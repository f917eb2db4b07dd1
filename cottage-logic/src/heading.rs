use std::sync::{Arc, Mutex};

use log::{info, warn};
use serde::{Deserialize, Serialize};
use tokio::sync::broadcast;

use crate::{geodesy::normalize_degrees, prelude::*};

#[derive(Debug, Clone, Copy, Default, Serialize, Deserialize, PartialEq, Eq)]
/// How often the sensor should report
pub enum SensorSpeed {
    #[default]
    Default,
    /// Rate suitable for updating the UI
    Ui,
    Game,
    Fastest,
}

#[derive(Debug, Clone, Copy, PartialEq, Eq, Hash)]
pub struct SubscriptionId(pub u64);

/// Called by the sensor with the raw heading in degrees from magnetic north
pub type HeadingCallback = Box<dyn Fn(f64) + Send + Sync>;

/// A push based compass. Implementors must not invoke a callback after
/// [HeadingSensor::unsubscribe] for it has returned.
pub trait HeadingSensor: Send + Sync {
    fn is_supported(&self) -> bool;
    fn is_monitoring(&self) -> bool;
    fn start(&self, speed: SensorSpeed) -> Result;
    fn stop(&self) -> Result;
    fn subscribe(&self, callback: HeadingCallback) -> SubscriptionId;
    fn unsubscribe(&self, id: SubscriptionId);
}

#[derive(Debug, Clone, Serialize, Deserialize, PartialEq)]
pub struct HeadingReading {
    /// Degrees clockwise from magnetic north, in `[0, 360)`
    pub heading_magnetic_north: f64,
    /// Display string, e.g. `Compass: 123.4°`
    pub label: String,
}

impl HeadingReading {
    pub fn new(raw_heading: f64) -> Self {
        let heading = normalize_degrees(raw_heading);
        Self {
            heading_magnetic_north: heading,
            label: format!("Compass: {heading:.1}°"),
        }
    }
}

#[derive(Debug, Clone, Serialize, Deserialize)]
pub enum HeadingEvent {
    HeadingChanged(HeadingReading),
    /// Monitoring was started (`true`) or stopped (`false`)
    MonitoringStatusChanged(bool),
}

/// Adapts a [HeadingSensor]'s callbacks into [HeadingEvent]s.
/// Whether the sensor is running is owned by the sensor, this only forwards it.
pub struct HeadingMonitor<S: HeadingSensor> {
    sensor: Arc<S>,
    subscription: Mutex<Option<SubscriptionId>>,
    events: broadcast::Sender<HeadingEvent>,
}

impl<S: HeadingSensor> HeadingMonitor<S> {
    pub fn new(sensor: Arc<S>, event_capacity: usize) -> Self {
        let (events, _) = broadcast::channel(event_capacity.max(1));
        Self {
            sensor,
            subscription: Mutex::new(None),
            events,
        }
    }

    pub fn is_supported(&self) -> bool {
        self.sensor.is_supported()
    }

    pub fn is_monitoring(&self) -> bool {
        self.sensor.is_monitoring()
    }

    pub fn subscribe(&self) -> broadcast::Receiver<HeadingEvent> {
        self.events.subscribe()
    }

    fn emit(&self, event: HeadingEvent) {
        self.events.send(event).ok();
    }

    fn lock_subscription(&self) -> std::sync::MutexGuard<'_, Option<SubscriptionId>> {
        // Nothing we do under this lock can leave it inconsistent
        self.subscription
            .lock()
            .unwrap_or_else(|poisoned| poisoned.into_inner())
    }

    /// Start the compass, returns whether it's running
    pub fn start(&self) -> bool {
        let mut subscription = self.lock_subscription();
        self.start_locked(&mut subscription)
    }

    pub fn stop(&self) {
        let mut subscription = self.lock_subscription();
        self.stop_locked(&mut subscription);
    }

    /// Flip the compass on or off, returns the new state.
    /// Decided under the subscription lock, so concurrent toggles alternate.
    pub fn toggle(&self) -> bool {
        let mut subscription = self.lock_subscription();
        if self.is_monitoring() {
            self.stop_locked(&mut subscription);
            false
        } else {
            self.start_locked(&mut subscription)
        }
    }

    fn start_locked(&self, subscription: &mut Option<SubscriptionId>) -> bool {
        if !self.is_supported() {
            return false;
        }

        if self.is_monitoring() {
            return true;
        }

        // Clean up after the sensor being stopped behind our back
        if let Some(stale) = subscription.take() {
            self.sensor.unsubscribe(stale);
        }

        let events = self.events.clone();
        let id = self.sensor.subscribe(Box::new(move |raw| {
            events
                .send(HeadingEvent::HeadingChanged(HeadingReading::new(raw)))
                .ok();
        }));

        if let Err(why) = self.sensor.start(SensorSpeed::Ui) {
            warn!("Failed to start compass: {why:?}");
            self.sensor.unsubscribe(id);
            return false;
        }

        *subscription = Some(id);

        info!("Compass monitoring started");
        self.emit(HeadingEvent::MonitoringStatusChanged(true));
        true
    }

    fn stop_locked(&self, subscription: &mut Option<SubscriptionId>) {
        if !self.is_monitoring() {
            if let Some(stale) = subscription.take() {
                self.sensor.unsubscribe(stale);
            }
            return;
        }

        if let Err(why) = self.sensor.stop() {
            warn!("Failed to stop compass: {why:?}");
        }

        if let Some(id) = subscription.take() {
            self.sensor.unsubscribe(id);
        }

        info!("Compass monitoring stopped");
        self.emit(HeadingEvent::MonitoringStatusChanged(false));
    }
}

impl<S: HeadingSensor> Drop for HeadingMonitor<S> {
    fn drop(&mut self) {
        let subscription = self
            .subscription
            .get_mut()
            .unwrap_or_else(|poisoned| poisoned.into_inner())
            .take();

        if let Some(id) = subscription {
            if self.sensor.is_monitoring() {
                self.sensor.stop().ok();
            }
            self.sensor.unsubscribe(id);
        }
    }
}
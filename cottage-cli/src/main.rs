mod simulate;

use anyhow::{anyhow, bail};
use clap::{Parser, Subcommand};
use cottage_feed::{FeedClient, load_bundled};
use cottage_logic::{
    BearingResult, Coordinate, Cottage, CottageCache, MonitorSettings, SearchResults, geodesy,
    prelude::*,
};
use log::{info, warn};
use serde::Serialize;

#[derive(Parser)]
#[command(version, about = "Find nearby holiday cottages and which way to walk to them")]
struct Cli {
    /// Override the listing feed URL
    #[arg(long, global = true)]
    feed_url: Option<String>,

    /// Only use the listing bundled with the app
    #[arg(long, global = true)]
    offline: bool,

    #[command(subcommand)]
    command: Commands,
}

#[derive(Subcommand)]
enum Commands {
    /// List the cottages closest to a location
    Nearby {
        /// Where you are, as "lat,lon"
        #[arg(allow_hyphen_values = true)]
        from: Coordinate,
        /// How many cottages to show
        #[arg(short, long, default_value_t = 5)]
        limit: usize,
        /// Print JSON instead of a table
        #[arg(long)]
        json: bool,
    },
    /// Bearing and distance between two points
    Bearing {
        /// Start, as "lat,lon"
        #[arg(allow_hyphen_values = true)]
        from: Coordinate,
        /// Destination, as "lat,lon"
        #[arg(allow_hyphen_values = true)]
        to: Coordinate,
        /// Print JSON instead of text
        #[arg(long)]
        json: bool,
    },
    /// Name the compass point for a bearing in degrees
    Compass {
        #[arg(allow_hyphen_values = true)]
        degrees: f64,
    },
    /// Simulate walking to a cottage with live bearing and compass guidance
    Simulate {
        /// Where the walk starts, as "lat,lon"
        #[arg(allow_hyphen_values = true)]
        from: Coordinate,
        /// Code of the cottage to walk to
        cottage: u32,
        /// Meters covered between fixes
        #[arg(long, default_value_t = 250.0)]
        step: f64,
        /// Give up after this many fixes
        #[arg(long, default_value_t = 200)]
        max_steps: usize,
        /// Milliseconds between location fixes
        #[arg(long, default_value_t = 500)]
        interval_ms: u64,
    },
}

#[derive(Serialize)]
struct NearbyCottage<'a> {
    code: u32,
    name: Option<&'a str>,
    town: Option<&'a str>,
    sleeps: String,
    bearing: BearingResult,
}

async fn load_listing(cli: &Cli, cache: &CottageCache) -> Result<SearchResults> {
    if cache.has_valid_cache().await {
        if let Some(results) = cache.cached_search_results().await {
            return Ok(results);
        }
    }

    let results = if cli.offline {
        load_bundled()?
    } else {
        let client = match &cli.feed_url {
            Some(url) => FeedClient::with_base_url(url.clone())?,
            None => FeedClient::new()?,
        };
        info!("Fetching listing from {}", client.base_url());
        client.get_cottages().await
    };

    cache.set_search_results(results.clone()).await;
    Ok(results)
}

fn nearest(results: &SearchResults, from: Coordinate, limit: usize) -> Vec<NearbyCottage<'_>> {
    let mut nearby = results
        .cottages
        .iter()
        .filter_map(|cottage: &Cottage| match cottage.coordinate() {
            Ok(to) => Some(NearbyCottage {
                code: cottage.code,
                name: cottage.name.as_deref(),
                town: cottage.display_town(),
                sleeps: cottage.sleeps_text(),
                bearing: BearingResult::between(from, to),
            }),
            Err(why) => {
                warn!("Skipping cottage: {why:?}");
                None
            }
        })
        .collect::<Vec<_>>();

    nearby.sort_by(|a, b| {
        a.bearing
            .distance_meters
            .total_cmp(&b.bearing.distance_meters)
    });
    nearby.truncate(limit);
    nearby
}

fn print_json(value: &impl Serialize) -> Result {
    let out = serde_json::to_string_pretty(value).context("Failed to serialize output")?;
    println!("{out}");
    Ok(())
}

#[tokio::main]
async fn main() -> Result {
    colog::init();

    let cli = Cli::parse();
    let cache = CottageCache::default();

    match &cli.command {
        Commands::Nearby { from, limit, json } => {
            let results = load_listing(&cli, &cache).await?;
            let nearby = nearest(&results, *from, *limit);

            if *json {
                print_json(&nearby)?;
            } else {
                for n in nearby {
                    println!(
                        "{:>6}  {:<24} {:<16} {:>7.2} km  {:>5.1}° {:<3}  {}",
                        n.code,
                        n.name.unwrap_or("(unnamed)"),
                        n.town.unwrap_or(""),
                        n.bearing.distance_kilometers(),
                        n.bearing.bearing_degrees,
                        n.bearing.compass_direction,
                        n.sleeps,
                    );
                }
            }
        }
        Commands::Bearing { from, to, json } => {
            let result = BearingResult::between(*from, *to);
            if *json {
                print_json(&result)?;
            } else {
                println!(
                    "{:.1}° {} over {:.0} m",
                    result.bearing_degrees, result.compass_direction, result.distance_meters
                );
            }
        }
        Commands::Compass { degrees } => {
            if !degrees.is_finite() {
                bail!("Bearing must be a finite number");
            }
            println!("{}", geodesy::compass_direction(*degrees));
        }
        Commands::Simulate {
            from,
            cottage,
            step,
            max_steps,
            interval_ms,
        } => {
            if step.is_nan() || *step <= 0.0 {
                bail!("Step must be positive");
            }
            load_listing(&cli, &cache).await?;
            let target = cache
                .cottage_by_code(*cottage)
                .await
                .ok_or_else(|| anyhow!("No cottage with code {cottage}"))?;
            info!(
                "Walking to {} ({})",
                target.name.as_deref().unwrap_or("(unnamed)"),
                target.code
            );

            let settings = MonitorSettings {
                poll_interval_ms: *interval_ms,
                ..Default::default()
            };
            simulate::run(*from, target.coordinate()?, *step, *max_steps, settings).await?;
        }
    }

    Ok(())
}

========

▸ **TASK DIRECTIONS**:
For each line above that contains the word "between", give the line as it is written.

▸ **EXERCISE RESPONSE**:
    /// Bearing and distance between two points
        /// Meters covered between fixes
        /// Milliseconds between location fixes
                bearing: BearingResult::between(from, to),
            let result = BearingResult::between(*from, *to);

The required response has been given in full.